Human rights and privacy groups are pointing to various risks that may come with implementing nationwide AFRS in India, including violations of privacy, arbitrariness, mis-identifications, discriminatory profiling, a lack of technical safeguards, and even creating an Orwellian 1984 dystopia through mass surveillance.

However, many people in India are receiving the news about the plans of the Government with acceptance and approval. They hope that the AFRS will lead to better law enforcement and more security in their everyday lives, as India has a comparably high crime rate and only 144 police officers for every 100.000 citizens, compared to 318 per 100.000 citizens in the EU.

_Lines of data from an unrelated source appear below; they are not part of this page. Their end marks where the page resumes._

//! Coordinates and geocoding matches

use serde::{Deserialize, Serialize};

use crate::{ClimateWatchError, Result};

/// Slack for float rounding in degree comparisons
const DEGREE_EPSILON: f64 = 1e-9;

/// Point on the globe in decimal degrees
#[derive(Debug, Serialize, Deserialize, Clone, Copy, PartialEq)]
pub struct Coordinate {
    /// Latitude in decimal degrees, -90..=90
    pub latitude: f64,
    /// Longitude in decimal degrees, -180..=180
    pub longitude: f64,
}

impl Coordinate {
    /// Create a coordinate, rejecting NaN and out-of-range values
    pub fn new(latitude: f64, longitude: f64) -> Result<Self> {
        if !latitude.is_finite() || !(-90.0..=90.0).contains(&latitude) {
            return Err(ClimateWatchError::validation(format!(
                "latitude {latitude} is outside -90..=90"
            )));
        }
        if !longitude.is_finite() || !(-180.0..=180.0).contains(&longitude) {
            return Err(ClimateWatchError::validation(format!(
                "longitude {longitude} is outside -180..=180"
            )));
        }
        Ok(Self {
            latitude,
            longitude,
        })
    }

    /// True when both axes differ by less than `tolerance` degrees
    ///
    /// A difference that equals `tolerance` up to float rounding is not near.
    #[must_use]
    pub fn is_near(&self, other: &Coordinate, tolerance: f64) -> bool {
        let limit = tolerance - DEGREE_EPSILON;
        (self.latitude - other.latitude).abs() < limit
            && (self.longitude - other.longitude).abs() < limit
    }

    /// Placeholder name for points that have no resolved place name
    #[must_use]
    pub fn fallback_name(&self) -> String {
        format!("Location ({:.2}, {:.2})", self.latitude, self.longitude)
    }

    /// Great-circle distance in kilometers
    #[must_use]
    pub fn distance_km(&self, other: &Coordinate) -> f64 {
        haversine::distance(
            haversine::Location {
                latitude: self.latitude,
                longitude: self.longitude,
            },
            haversine::Location {
                latitude: other.latitude,
                longitude: other.longitude,
            },
            haversine::Units::Kilometers,
        )
    }
}

/// One candidate place produced by the geocoding resolver
#[derive(Debug, Serialize, Deserialize, Clone, PartialEq)]
#[serde(rename_all = "camelCase")]
pub struct LocationMatch {
    pub id: String,
    pub name: String,
    pub country: String,
    #[serde(default, skip_serializing_if = "Option::is_none")]
    pub state: Option<String>,
    pub latitude: f64,
    pub longitude: f64,
    /// Human-readable composite used to tell matches apart
    pub display_name: String,
}

impl LocationMatch {
    /// Build a match whose display name is `name, state, country`
    #[must_use]
    pub fn new(
        id: String,
        name: String,
        country: String,
        state: Option<String>,
        coordinate: Coordinate,
    ) -> Self {
        let display_name = compose_display_name(&name, state.as_deref(), &country);
        Self {
            id,
            name,
            country,
            state,
            latitude: coordinate.latitude,
            longitude: coordinate.longitude,
            display_name,
        }
    }

    #[must_use]
    pub fn coordinate(&self) -> Coordinate {
        Coordinate {
            latitude: self.latitude,
            longitude: self.longitude,
        }
    }
}

/// `name, state, country` with the empty parts left out
#[must_use]
pub fn compose_display_name(name: &str, state: Option<&str>, country: &str) -> String {
    [Some(name), state, Some(country)]
        .into_iter()
        .flatten()
        .filter(|part| !part.is_empty())
        .collect::<Vec<_>>()
        .join(", ")
}

#[cfg(test)]
mod tests {
    use super::*;
    use rstest::rstest;

    #[rstest]
    #[case(0.0, 0.0)]
    #[case(90.0, 180.0)]
    #[case(-90.0, -180.0)]
    #[case(51.5074, -0.1278)]
    fn test_valid_coordinates(#[case] lat: f64, #[case] lon: f64) {
        let coordinate = Coordinate::new(lat, lon).unwrap();
        assert_eq!(coordinate.latitude, lat);
        assert_eq!(coordinate.longitude, lon);
    }

    #[rstest]
    #[case(90.5, 0.0)]
    #[case(-91.0, 0.0)]
    #[case(0.0, 180.01)]
    #[case(f64::NAN, 0.0)]
    #[case(0.0, f64::INFINITY)]
    fn test_invalid_coordinates(#[case] lat: f64, #[case] lon: f64) {
        let err = Coordinate::new(lat, lon).unwrap_err();
        assert!(err.is_validation());
    }

    #[test]
    fn test_is_near_requires_both_axes() {
        let a = Coordinate::new(40.7128, -74.0060).unwrap();
        assert!(a.is_near(&Coordinate::new(40.7178, -74.0010).unwrap(), 0.01));
        assert!(!a.is_near(&Coordinate::new(40.7228, -74.0060).unwrap(), 0.01));
        assert!(!a.is_near(&Coordinate::new(40.7128, -74.0160).unwrap(), 0.01));
    }

    #[rstest]
    #[case(10.01, 10.0, false)]
    #[case(10.0, 10.01, false)]
    #[case(9.99, 10.0, false)]
    #[case(10.009, 10.0, true)]
    #[case(10.0, 9.991, true)]
    fn test_is_near_boundary(#[case] lat: f64, #[case] lon: f64, #[case] expected: bool) {
        let base = Coordinate::new(10.0, 10.0).unwrap();
        let other = Coordinate::new(lat, lon).unwrap();
        assert_eq!(base.is_near(&other, 0.01), expected);
    }

    #[test]
    fn test_fallback_name() {
        let coordinate = Coordinate::new(46.8182, 8.2275).unwrap();
        assert_eq!(coordinate.fallback_name(), "Location (46.82, 8.23)");
    }

    #[test]
    fn test_distance_km() {
        let london = Coordinate::new(51.5074, -0.1278).unwrap();
        let paris = Coordinate::new(48.8566, 2.3522).unwrap();
        let distance = london.distance_km(&paris);
        assert!((330.0..360.0).contains(&distance), "got {distance}");
    }

    #[rstest]
    #[case("Springfield", Some("Illinois"), "US", "Springfield, Illinois, US")]
    #[case("Paris", None, "France", "Paris, France")]
    #[case("Paris", Some(""), "France", "Paris, France")]
    #[case("Atlantis", None, "", "Atlantis")]
    fn test_compose_display_name(
        #[case] name: &str,
        #[case] state: Option<&str>,
        #[case] country: &str,
        #[case] expected: &str,
    ) {
        assert_eq!(compose_display_name(name, state, country), expected);
    }

    #[test]
    fn test_location_match_serializes_camel_case() {
        let m = LocationMatch::new(
            "curated:paris".into(),
            "Paris".into(),
            "France".into(),
            None,
            Coordinate::new(48.8566, 2.3522).unwrap(),
        );
        let json = serde_json::to_value(&m).unwrap();
        assert_eq!(json["displayName"], "Paris, France");
        assert!(json.get("state").is_none());
    }
}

Irish Data Protection Authority investigates Google’s processing of location data

6. February 2020

The irish data protection authorty (namely The Data Protection Commission (DPC)) is, in its role as Lead Supervisory Authority, responsible for Google within the European Union.

The DPC startet a formal investigation into Google’s practices to track its user’s location and the transparency surrounding that processing.

Following a number of complaints by serveral national consumer groups all across the EU, the investigation was initiated by the DPC.  Consumer organisations argue that the consent to “share” users’ location data was not freely given and consumers were tricked into accepting privacy-intrusive settings. Such practices are not compliant with the EU’s data protection law GDPR.

The irish data protection authority will now have to establish, whether Google has a valid legal basis for processing the location data of its users and whether it meets its obligations as a data controller with regard to transparency.

The investigation will add further pressure to Google. Google is facing a handful of investigations in Europe. The DPC has already opened an investigation into how Google handles data for advertising. That investigation is still ongoing. If Google is found not complying with the GDPR, the company could be forced to change its business model.

However, there are still a number of steps before the Irish DPC makes a decision including the opportunity for Google to reply.